Author Topic: Repairing a CLIO "clearview" audio device  (Read 819 times)

0 Members and 1 Guest are viewing this topic.

Offline k1mgyTopic starter

  • Regular Contributor
  • *
  • Posts: 54
Repairing a CLIO "clearview" audio device
« on: June 27, 2017, 11:10:41 pm »
A friend handed me his broken Clio.  This is a nifty stereo speaker device that uses an curved acrylic panel, driven by what appear to be piezo-based transducers for left and right channels.  It also has a ported subwoofer in its base.

It was claimed that only one channel was operating.  Indeed, testing revealed this to be so.  Furthermore, at idle, the unit was drawing >500ma, which seemed strange.

After disassembling I found two mylar capacitors at the broken channel (approx sizes 2512 and 1206), and both appeared to have leaked out their goodness.  One of the nearby traces was eaten away.  There are two others at the working channel, and these measured 10nf and 1.5nf in circuit.  But not trusting an in circuit test I tried to desolder and remove these.. and of course managed to destroy both.

No parts list or schematic can be found. 

I'm guessing the output circuit is specific to driving a piezo transducer... but never having done so with audio, it's difficult to know what values of capacitors might work here.
 

Offline DaJMasta

  • Super Contributor
  • ***
  • Posts: 2298
  • Country: us
    • medpants.com
Re: Repairing a CLIO "clearview" audio device
« Reply #1 on: June 28, 2017, 01:45:35 am »
If they're just AC coupling the signal path, then bigger means better low frequency response - sometimes these last coupling caps can be tens or hundreds of microfarad, but usually a few to ten is sufficient (depends on the impedance of the device they're driving, which varies with frequency).

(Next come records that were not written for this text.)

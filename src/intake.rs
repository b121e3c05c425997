//! Garment photo intake.
//!
//! Accepts one image either picked from disk or dropped in as an encoded
//! payload, and turns it into a base64 transfer string plus a local preview
//! reference.

use crate::error::{Result, TryOnError};
use crate::image::ImageFormat;
use base64::Engine;
use serde::Serialize;
use std::fmt;
use std::path::{Path, PathBuf};

/// Where an upload came from.
#[derive(Debug, Clone)]
pub enum IntakeSource {
    /// A file chosen from disk.
    FilePicker(PathBuf),
    /// A payload handed over directly, as a data URI or bare base64.
    Dropped {
        /// Display name of the dropped item.
        name: String,
        /// `data:image/...;base64,...` or plain base64.
        payload: String,
    },
}

/// Locally displayable reference to the uploaded image.
///
/// Valid for the lifetime of the session that created it.
#[derive(Debug, Clone, PartialEq, Eq, Serialize)]
pub struct PreviewRef(String);

impl PreviewRef {
    /// Wraps a reference string.
    pub fn new(reference: impl Into<String>) -> Self {
        Self(reference.into())
    }

    /// Returns the reference as a string.
    pub fn as_str(&self) -> &str {
        &self.0
    }

    fn for_path(path: &Path) -> Self {
        let absolute = std::path::absolute(path).unwrap_or_else(|_| path.to_path_buf());
        Self(format!("file://{}", absolute.display()))
    }
}

impl fmt::Display for PreviewRef {
    fn fmt(&self, f: &mut fmt::Formatter<'_>) -> fmt::Result {
        f.write_str(&self.0)
    }
}

/// An uploaded garment photo, ready for transfer.
#[derive(Debug, Clone)]
pub struct ClothingImage {
    /// Base64 payload with no data-URI prefix.
    pub encoded: String,
    /// Format detected from the decoded bytes.
    pub format: ImageFormat,
    /// Preview for local display.
    pub preview: PreviewRef,
}

impl ClothingImage {
    /// MIME type sent alongside the payload.
    pub fn mime_type(&self) -> &'static str {
        self.format.mime_type()
    }

    /// Approximate decoded size in bytes.
    pub fn size_hint(&self) -> usize {
        self.encoded.len() / 4 * 3
    }
}

/// Turns upload sources into [`ClothingImage`]s.
#[derive(Debug, Clone, Copy, Default)]
pub struct ImageIntake;

impl ImageIntake {
    /// Creates an intake.
    pub fn new() -> Self {
        Self
    }

    /// Accepts one upload.
    ///
    /// Fails with [`TryOnError::Decode`] when the content is not a PNG, JPEG
    /// or WebP image, and with [`TryOnError::InvalidRequest`] when a picked
    /// file does not carry an image extension.
    pub async fn accept(&self, source: IntakeSource) -> Result<ClothingImage> {
        match source {
            IntakeSource::FilePicker(path) => self.accept_file(&path).await,
            IntakeSource::Dropped { name, payload } => self.accept_payload(&name, &payload),
        }
    }

    async fn accept_file(&self, path: &Path) -> Result<ClothingImage> {
        let extension = path.extension().and_then(|e| e.to_str()).unwrap_or_default();
        if ImageFormat::from_extension(extension).is_none() {
            return Err(TryOnError::InvalidRequest(format!(
                "{} is not an image file",
                path.display()
            )));
        }

        let bytes = tokio::fs::read(path).await?;
        let format = detect(&bytes, &path.display().to_string())?;
        tracing::debug!(path = %path.display(), bytes = bytes.len(), ?format, "image picked");

        Ok(ClothingImage {
            encoded: base64::engine::general_purpose::STANDARD.encode(&bytes),
            format,
            preview: PreviewRef::for_path(path),
        })
    }

    fn accept_payload(&self, name: &str, payload: &str) -> Result<ClothingImage> {
        let (declared, encoded) = split_data_uri(payload);
        let encoded: String = encoded
            .chars()
            .filter(|c| !c.is_ascii_whitespace())
            .collect();

        let bytes = base64::engine::general_purpose::STANDARD
            .decode(&encoded)
            .or_else(|_| base64::engine::general_purpose::STANDARD_NO_PAD.decode(&encoded))
            .map_err(|e| TryOnError::Decode(format!("{name}: {e}")))?;
        let format = detect(&bytes, name)?;

        if let Some(declared) = declared.and_then(ImageFormat::from_mime_type) {
            if declared != format {
                tracing::debug!(name, ?declared, ?format, "declared type differs from content");
            }
        }
        tracing::debug!(name, bytes = bytes.len(), ?format, "image dropped");

        // Re-encode so the payload is canonical padded base64.
        let encoded = base64::engine::general_purpose::STANDARD.encode(&bytes);
        let preview = PreviewRef::new(format!("data:{};base64,{}", format.mime_type(), encoded));
        Ok(ClothingImage {
            encoded,
            format,
            preview,
        })
    }
}

/// Splits `data:<mime>;base64,<data>` into the MIME type and the data.
/// Input without the prefix is returned whole.
pub(crate) fn split_data_uri(input: &str) -> (Option<&str>, &str) {
    let input = input.trim();
    match input.strip_prefix("data:").and_then(|rest| rest.split_once(',')) {
        Some((header, data)) => {
            let mime = header.split(';').next().filter(|m| !m.is_empty());
            (mime, data)
        }
        None => (None, input),
    }
}

fn detect(bytes: &[u8], name: &str) -> Result<ImageFormat> {
    if bytes.is_empty() {
        return Err(TryOnError::Decode(format!("{name} is empty")));
    }
    ImageFormat::from_magic_bytes(bytes).ok_or_else(|| {
        TryOnError::Decode(format!("{name} is not a PNG, JPEG or WebP image"))
    })
}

If you have an LCR meter, try measuring the speaker element at various frequencies to get an idea of the impedance, then you can plug that into a high pass filter calculator and get an idea, but if they're surface mount and actually are film caps (most surface mount caps I see are either ceramic or tantalum), they can't be huge values because film caps just don't go that high.

Now this would only count for one of them in each side, the other is probably for filtering and would need to be the right value if it actually is a film cap, but if it's a ceramic or something, it could just be for decoupling and any old value would do.


I would start by tracing out this portion of the circuit to see what it's functioning as, which should give you an idea of the ballpark values of the caps and how important it is to be right with the value.  In a lot of instances, larger is fine and won't hurt.